"""
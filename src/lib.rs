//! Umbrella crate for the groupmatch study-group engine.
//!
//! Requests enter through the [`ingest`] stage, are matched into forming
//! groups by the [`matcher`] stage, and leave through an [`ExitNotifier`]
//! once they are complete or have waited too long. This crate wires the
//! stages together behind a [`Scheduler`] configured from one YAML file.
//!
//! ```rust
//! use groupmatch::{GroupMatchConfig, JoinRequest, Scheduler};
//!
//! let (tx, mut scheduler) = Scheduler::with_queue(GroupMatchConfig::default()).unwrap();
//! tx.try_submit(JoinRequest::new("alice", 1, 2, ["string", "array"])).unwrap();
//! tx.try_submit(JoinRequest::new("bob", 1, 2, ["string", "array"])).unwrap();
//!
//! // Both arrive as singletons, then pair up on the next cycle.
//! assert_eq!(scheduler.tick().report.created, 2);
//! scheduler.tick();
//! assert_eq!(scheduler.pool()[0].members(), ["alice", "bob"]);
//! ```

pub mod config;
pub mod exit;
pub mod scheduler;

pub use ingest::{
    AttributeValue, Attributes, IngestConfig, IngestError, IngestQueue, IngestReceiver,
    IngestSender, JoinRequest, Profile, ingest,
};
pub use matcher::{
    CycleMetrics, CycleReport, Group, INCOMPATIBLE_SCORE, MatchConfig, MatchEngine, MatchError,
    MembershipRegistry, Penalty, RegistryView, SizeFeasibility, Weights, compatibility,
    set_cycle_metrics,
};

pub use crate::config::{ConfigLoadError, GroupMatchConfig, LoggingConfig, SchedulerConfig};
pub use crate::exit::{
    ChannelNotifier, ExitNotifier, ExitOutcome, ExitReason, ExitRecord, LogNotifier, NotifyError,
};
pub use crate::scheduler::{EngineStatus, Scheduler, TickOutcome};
"""
"""
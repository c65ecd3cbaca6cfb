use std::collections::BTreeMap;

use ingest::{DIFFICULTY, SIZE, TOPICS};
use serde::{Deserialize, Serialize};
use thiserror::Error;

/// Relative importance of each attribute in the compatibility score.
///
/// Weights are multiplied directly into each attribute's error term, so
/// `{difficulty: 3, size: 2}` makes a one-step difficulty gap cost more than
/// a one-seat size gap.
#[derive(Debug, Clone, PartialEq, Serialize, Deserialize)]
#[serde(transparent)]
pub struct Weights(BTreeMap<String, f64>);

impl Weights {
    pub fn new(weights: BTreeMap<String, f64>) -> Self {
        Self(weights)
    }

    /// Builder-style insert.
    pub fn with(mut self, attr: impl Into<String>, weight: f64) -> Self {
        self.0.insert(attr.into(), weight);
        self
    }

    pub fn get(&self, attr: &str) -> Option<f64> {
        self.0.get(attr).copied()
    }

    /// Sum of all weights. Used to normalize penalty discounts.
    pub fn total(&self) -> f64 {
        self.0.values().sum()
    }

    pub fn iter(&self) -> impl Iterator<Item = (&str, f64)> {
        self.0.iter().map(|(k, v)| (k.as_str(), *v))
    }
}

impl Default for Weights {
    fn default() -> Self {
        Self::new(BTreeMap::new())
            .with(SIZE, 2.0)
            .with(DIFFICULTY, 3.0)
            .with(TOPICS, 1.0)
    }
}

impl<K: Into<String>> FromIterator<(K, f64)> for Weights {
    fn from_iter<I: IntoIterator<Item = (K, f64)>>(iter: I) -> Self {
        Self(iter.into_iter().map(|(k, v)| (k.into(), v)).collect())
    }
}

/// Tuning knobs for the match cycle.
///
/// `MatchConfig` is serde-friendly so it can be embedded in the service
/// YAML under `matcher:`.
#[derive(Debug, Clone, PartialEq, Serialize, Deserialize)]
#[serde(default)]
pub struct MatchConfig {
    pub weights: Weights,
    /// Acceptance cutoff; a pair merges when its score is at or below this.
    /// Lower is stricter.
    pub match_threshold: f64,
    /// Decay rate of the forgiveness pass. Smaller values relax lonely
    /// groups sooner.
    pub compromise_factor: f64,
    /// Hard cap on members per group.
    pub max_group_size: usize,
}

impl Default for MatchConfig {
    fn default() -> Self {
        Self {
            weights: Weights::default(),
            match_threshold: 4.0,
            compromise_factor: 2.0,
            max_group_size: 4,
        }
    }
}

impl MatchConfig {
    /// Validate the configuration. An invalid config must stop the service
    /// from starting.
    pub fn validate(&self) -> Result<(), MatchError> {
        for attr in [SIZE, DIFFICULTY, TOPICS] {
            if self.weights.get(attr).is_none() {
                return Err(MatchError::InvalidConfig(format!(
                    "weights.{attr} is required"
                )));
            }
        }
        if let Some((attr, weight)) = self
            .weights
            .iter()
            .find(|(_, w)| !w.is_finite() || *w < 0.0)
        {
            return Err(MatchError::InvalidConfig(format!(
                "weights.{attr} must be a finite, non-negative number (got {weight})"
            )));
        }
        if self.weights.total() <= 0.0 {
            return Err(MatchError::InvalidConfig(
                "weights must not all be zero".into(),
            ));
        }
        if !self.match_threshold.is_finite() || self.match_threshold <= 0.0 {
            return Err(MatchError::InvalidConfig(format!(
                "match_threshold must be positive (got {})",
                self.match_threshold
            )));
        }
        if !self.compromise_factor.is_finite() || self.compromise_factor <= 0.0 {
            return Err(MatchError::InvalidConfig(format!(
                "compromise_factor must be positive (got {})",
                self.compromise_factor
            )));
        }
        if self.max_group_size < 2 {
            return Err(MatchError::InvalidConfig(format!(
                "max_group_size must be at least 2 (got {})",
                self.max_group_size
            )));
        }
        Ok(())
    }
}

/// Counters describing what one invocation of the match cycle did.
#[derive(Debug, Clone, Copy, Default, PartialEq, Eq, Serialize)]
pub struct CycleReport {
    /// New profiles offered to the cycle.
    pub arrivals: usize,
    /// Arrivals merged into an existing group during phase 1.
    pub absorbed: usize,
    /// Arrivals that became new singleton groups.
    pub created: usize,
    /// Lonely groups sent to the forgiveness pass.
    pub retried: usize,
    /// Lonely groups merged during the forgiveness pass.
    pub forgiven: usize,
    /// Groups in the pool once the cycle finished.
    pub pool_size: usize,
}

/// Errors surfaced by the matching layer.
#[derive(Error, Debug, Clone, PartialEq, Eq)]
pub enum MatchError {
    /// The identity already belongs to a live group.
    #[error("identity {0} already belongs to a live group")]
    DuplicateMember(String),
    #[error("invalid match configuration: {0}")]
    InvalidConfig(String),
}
"""
▶ [PROBLEM TO WORK ON] Using the entries above, repeat only the lines from the one containing "filename src/lib.rs" through the one containing "crate wires the", end lines included.

▶ [EXERCISE SOLUTION]
filename src/lib.rs
//! Umbrella crate for the groupmatch study-group engine.
//!
//! Requests enter through the [`ingest`] stage, are matched into forming
//! groups by the [`matcher`] stage, and leave through an [`ExitNotifier`]
//! once they are complete or have waited too long. This crate wires the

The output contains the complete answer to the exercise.